Task to carry out:
Lines of the listing that contain "Create" need to be copied.

The records:
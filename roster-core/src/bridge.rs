//! Identity bridge between peers and presentation handles.
//!
//! The presentation layer owns one opaque handle per displayed roster row.
//! The bridge keeps `peer -> handle` and `handle -> peer` as a pair and only
//! exposes paired mutations, so neither direction can drift from the other.

use std::collections::HashMap;
use std::fmt::Debug;
use std::hash::Hash;

use voxroster_types::PeerId;

use crate::{BindConflict, RosterError};

/// Two-way association between peers and presentation handles.
#[derive(Debug)]
pub struct IdentityBridge<H> {
    by_peer: HashMap<PeerId, H>,
    by_handle: HashMap<H, PeerId>,
}

impl<H> Default for IdentityBridge<H> {
    fn default() -> Self {
        Self {
            by_peer: HashMap::new(),
            by_handle: HashMap::new(),
        }
    }
}

impl<H: Copy + Eq + Hash + Debug> IdentityBridge<H> {
    /// Create an empty bridge.
    pub fn new() -> Self {
        Self::default()
    }

    /// Associate `peer_id` with `handle`.
    ///
    /// Fails without changing anything if either side is already bound.
    pub fn bind(&mut self, peer_id: PeerId, handle: H) -> Result<(), RosterError> {
        if self.by_peer.contains_key(&peer_id) {
            return Err(RosterError::AlreadyBound {
                peer_id,
                conflict: BindConflict::Peer,
            });
        }
        if self.by_handle.contains_key(&handle) {
            return Err(RosterError::AlreadyBound {
                peer_id,
                conflict: BindConflict::Handle,
            });
        }

        self.by_peer.insert(peer_id, handle);
        self.by_handle.insert(handle, peer_id);
        self.check_invariant();
        Ok(())
    }

    /// The handle bound to `peer_id`.
    pub fn handle_for(&self, peer_id: PeerId) -> Option<H> {
        self.by_peer.get(&peer_id).copied()
    }

    /// The peer bound to `handle`.
    pub fn peer_for(&self, handle: H) -> Option<PeerId> {
        self.by_handle.get(&handle).copied()
    }

    /// Remove both directions for `peer_id` and return the freed handle.
    pub fn unbind_by_peer(&mut self, peer_id: PeerId) -> Option<H> {
        let handle = self.by_peer.remove(&peer_id)?;
        self.by_handle.remove(&handle);
        self.check_invariant();
        Some(handle)
    }

    /// Remove every association, returning them ordered by peer id.
    pub fn drain(&mut self) -> Vec<(PeerId, H)> {
        let mut released: Vec<_> = self.by_peer.drain().collect();
        self.by_handle.clear();
        released.sort_by_key(|(peer_id, _)| *peer_id);
        released
    }

    /// Number of bound pairs.
    pub fn len(&self) -> usize {
        self.by_peer.len()
    }

    /// Whether nothing is bound.
    pub fn is_empty(&self) -> bool {
        self.by_peer.is_empty()
    }

    /// Whether the two maps are exact inverses of each other.
    pub fn is_consistent(&self) -> bool {
        self.by_peer.len() == self.by_handle.len()
            && self
                .by_peer
                .iter()
                .all(|(peer_id, handle)| self.by_handle.get(handle) == Some(peer_id))
    }

    fn check_invariant(&self) {
        // Conflicts are rejected before insertion.
        debug_assert_eq!(
            self.by_peer.len(),
            self.by_handle.len(),
            "identity bridge maps diverged"
        );
        debug_assert!(self.is_consistent(), "identity bridge maps diverged");
    }
}
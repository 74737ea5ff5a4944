//! Peer registry for voxroster.
//!
//! The registry is the authoritative set of participants in the current
//! session, keyed by [`PeerId`]. Every mutator that names a peer fails with
//! [`RosterError::UnknownPeer`] when the peer is absent: the server orders
//! joins before any other event about a peer, so a miss here is a protocol
//! violation rather than a condition to paper over.

use std::collections::BTreeMap;
use voxroster_types::PeerId;

use crate::presentation::VisualState;
use crate::RosterError;

/// One remote session participant.
#[derive(Debug, Clone, PartialEq, Eq)]
pub struct Peer {
    /// Server-assigned identifier.
    pub id: PeerId,
    /// Display name from the join.
    pub display_name: String,
    /// Muted by the server or an administrator.
    pub muted: bool,
    /// Deafened by the server or an administrator.
    pub deafened: bool,
    /// Currently transmitting voice.
    pub talking: bool,
}

impl Peer {
    fn new(id: PeerId, display_name: String) -> Self {
        Self {
            id,
            display_name,
            muted: false,
            deafened: false,
            talking: false,
        }
    }

    /// How the presentation should render this peer.
    pub fn visual_state(&self) -> VisualState {
        VisualState::from_flags(self.muted, self.deafened)
    }
}

/// Registered peers, keyed by id.
#[derive(Debug, Default)]
pub struct PeerRegistry {
    peers: BTreeMap<PeerId, Peer>,
}

impl PeerRegistry {
    /// Create an empty registry.
    pub fn new() -> Self {
        Self::default()
    }

    /// Register a new peer.
    pub fn add(&mut self, id: PeerId, display_name: impl Into<String>) -> Result<&Peer, RosterError> {
        use std::collections::btree_map::Entry;

        match self.peers.entry(id) {
            Entry::Occupied(_) => Err(RosterError::DuplicatePeer(id)),
            Entry::Vacant(slot) => Ok(slot.insert(Peer::new(id, display_name.into()))),
        }
    }

    /// Look up a peer.
    pub fn get(&self, id: PeerId) -> Option<&Peer> {
        self.peers.get(&id)
    }

    /// Whether `id` is registered.
    pub fn contains(&self, id: PeerId) -> bool {
        self.peers.contains_key(&id)
    }

    /// Remove a peer and return its final state.
    pub fn remove(&mut self, id: PeerId) -> Option<Peer> {
        self.peers.remove(&id)
    }

    /// Set the mute flag.
    pub fn set_mute(&mut self, id: PeerId, value: bool) -> Result<&Peer, RosterError> {
        let peer = self.get_mut(id)?;
        peer.muted = value;
        Ok(peer)
    }

    /// Set the deafen flag.
    pub fn set_deaf(&mut self, id: PeerId, value: bool) -> Result<&Peer, RosterError> {
        let peer = self.get_mut(id)?;
        peer.deafened = value;
        Ok(peer)
    }

    /// Set the talking flag.
    pub fn set_talking(&mut self, id: PeerId, value: bool) -> Result<&Peer, RosterError> {
        let peer = self.get_mut(id)?;
        peer.talking = value;
        Ok(peer)
    }

    /// Number of registered peers.
    pub fn len(&self) -> usize {
        self.peers.len()
    }

    /// Whether no peers are registered.
    pub fn is_empty(&self) -> bool {
        self.peers.is_empty()
    }

    /// Iterate over peers in id order.
    pub fn iter(&self) -> impl Iterator<Item = &Peer> {
        self.peers.values()
    }

    /// Remove every peer.
    pub fn clear(&mut self) {
        self.peers.clear();
    }

    fn get_mut(&mut self, id: PeerId) -> Result<&mut Peer, RosterError> {
        self.peers.get_mut(&id).ok_or(RosterError::UnknownPeer(id))
    }
}

#[cfg(test)]
mod tests {
    use super::*;

    fn id(n: u32) -> PeerId {
        PeerId::new(n)
    }

    // ===========================================
    // Add / Get / Remove
    // ===========================================

    #[test]
    fn new_registry_is_empty() {
        let registry = PeerRegistry::new();
        assert!(registry.is_empty());
        assert_eq!(registry.len(), 0);
    }

    #[test]
    fn add_registers_peer_with_cleared_flags() {
        let mut registry = PeerRegistry::new();
        let peer = registry.add(id(7), "Alice").unwrap();

        assert_eq!(peer.id, id(7));
        assert_eq!(peer.display_name, "Alice");
        assert!(!peer.muted && !peer.deafened && !peer.talking);
        assert!(registry.contains(id(7)));
    }

    #[test]
    fn duplicate_add_fails_and_keeps_original() {
        let mut registry = PeerRegistry::new();
        registry.add(id(7), "Alice").unwrap();

        let result = registry.add(id(7), "Mallory");
        assert!(matches!(result, Err(RosterError::DuplicatePeer(p)) if p == id(7)));
        assert_eq!(registry.get(id(7)).unwrap().display_name, "Alice");
        assert_eq!(registry.len(), 1);
    }

    #[test]
    fn remove_returns_final_state() {
        let mut registry = PeerRegistry::new();
        registry.add(id(1), "Bob").unwrap();
        registry.set_mute(id(1), true).unwrap();

        let peer = registry.remove(id(1)).unwrap();
        assert!(peer.muted);
        assert!(registry.get(id(1)).is_none());
        assert!(registry.remove(id(1)).is_none());
    }

    #[test]
    fn iter_is_ordered_by_id() {
        let mut registry = PeerRegistry::new();
        registry.add(id(30), "c").unwrap();
        registry.add(id(10), "a").unwrap();
        registry.add(id(20), "b").unwrap();

        let ids: Vec<_> = registry.iter().map(|p| p.id.value()).collect();
        assert_eq!(ids, vec![10, 20, 30]);
    }

    // ===========================================
    // Flag Setters
    // ===========================================

    #[test]
    fn setters_mutate_in_place() {
        let mut registry = PeerRegistry::new();
        registry.add(id(5), "Eve").unwrap();

        registry.set_mute(id(5), true).unwrap();
        registry.set_deaf(id(5), true).unwrap();
        registry.set_talking(id(5), true).unwrap();

        let peer = registry.get(id(5)).unwrap();
        assert!(peer.muted && peer.deafened && peer.talking);
    }

    #[test]
    fn mute_twice_is_idempotent() {
        let mut registry = PeerRegistry::new();
        registry.add(id(5), "Eve").unwrap();

        registry.set_mute(id(5), true).unwrap();
        registry.set_mute(id(5), true).unwrap();

        assert!(registry.get(id(5)).unwrap().muted);
    }

    #[test]
    fn setters_on_unknown_peer_fail() {
        let mut registry = PeerRegistry::new();
        registry.add(id(1), "Bob").unwrap();

        assert!(matches!(
            registry.set_mute(id(2), true),
            Err(RosterError::UnknownPeer(p)) if p == id(2)
        ));
        assert!(matches!(
            registry.set_deaf(id(2), true),
            Err(RosterError::UnknownPeer(_))
        ));
        assert!(matches!(
            registry.set_talking(id(2), true),
            Err(RosterError::UnknownPeer(_))
        ));

        // Bystander untouched
        let bob = registry.get(id(1)).unwrap();
        assert!(!bob.muted && !bob.deafened && !bob.talking);
    }

    #[test]
    fn visual_state_follows_flags() {
        let mut registry = PeerRegistry::new();
        registry.add(id(1), "Bob").unwrap();
        assert_eq!(registry.get(id(1)).unwrap().visual_state(), VisualState::Normal);

        let peer = registry.set_deaf(id(1), true).unwrap();
        assert_eq!(peer.visual_state(), VisualState::DeafOnly);
    }

    #[test]
    fn clear_empties_registry() {
        let mut registry = PeerRegistry::new();
        registry.add(id(1), "a").unwrap();
        registry.add(id(2), "b").unwrap();

        registry.clear();
        assert!(registry.is_empty());
    }
}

Task answer:
    /// Create an empty bridge.
    /// Create an empty registry.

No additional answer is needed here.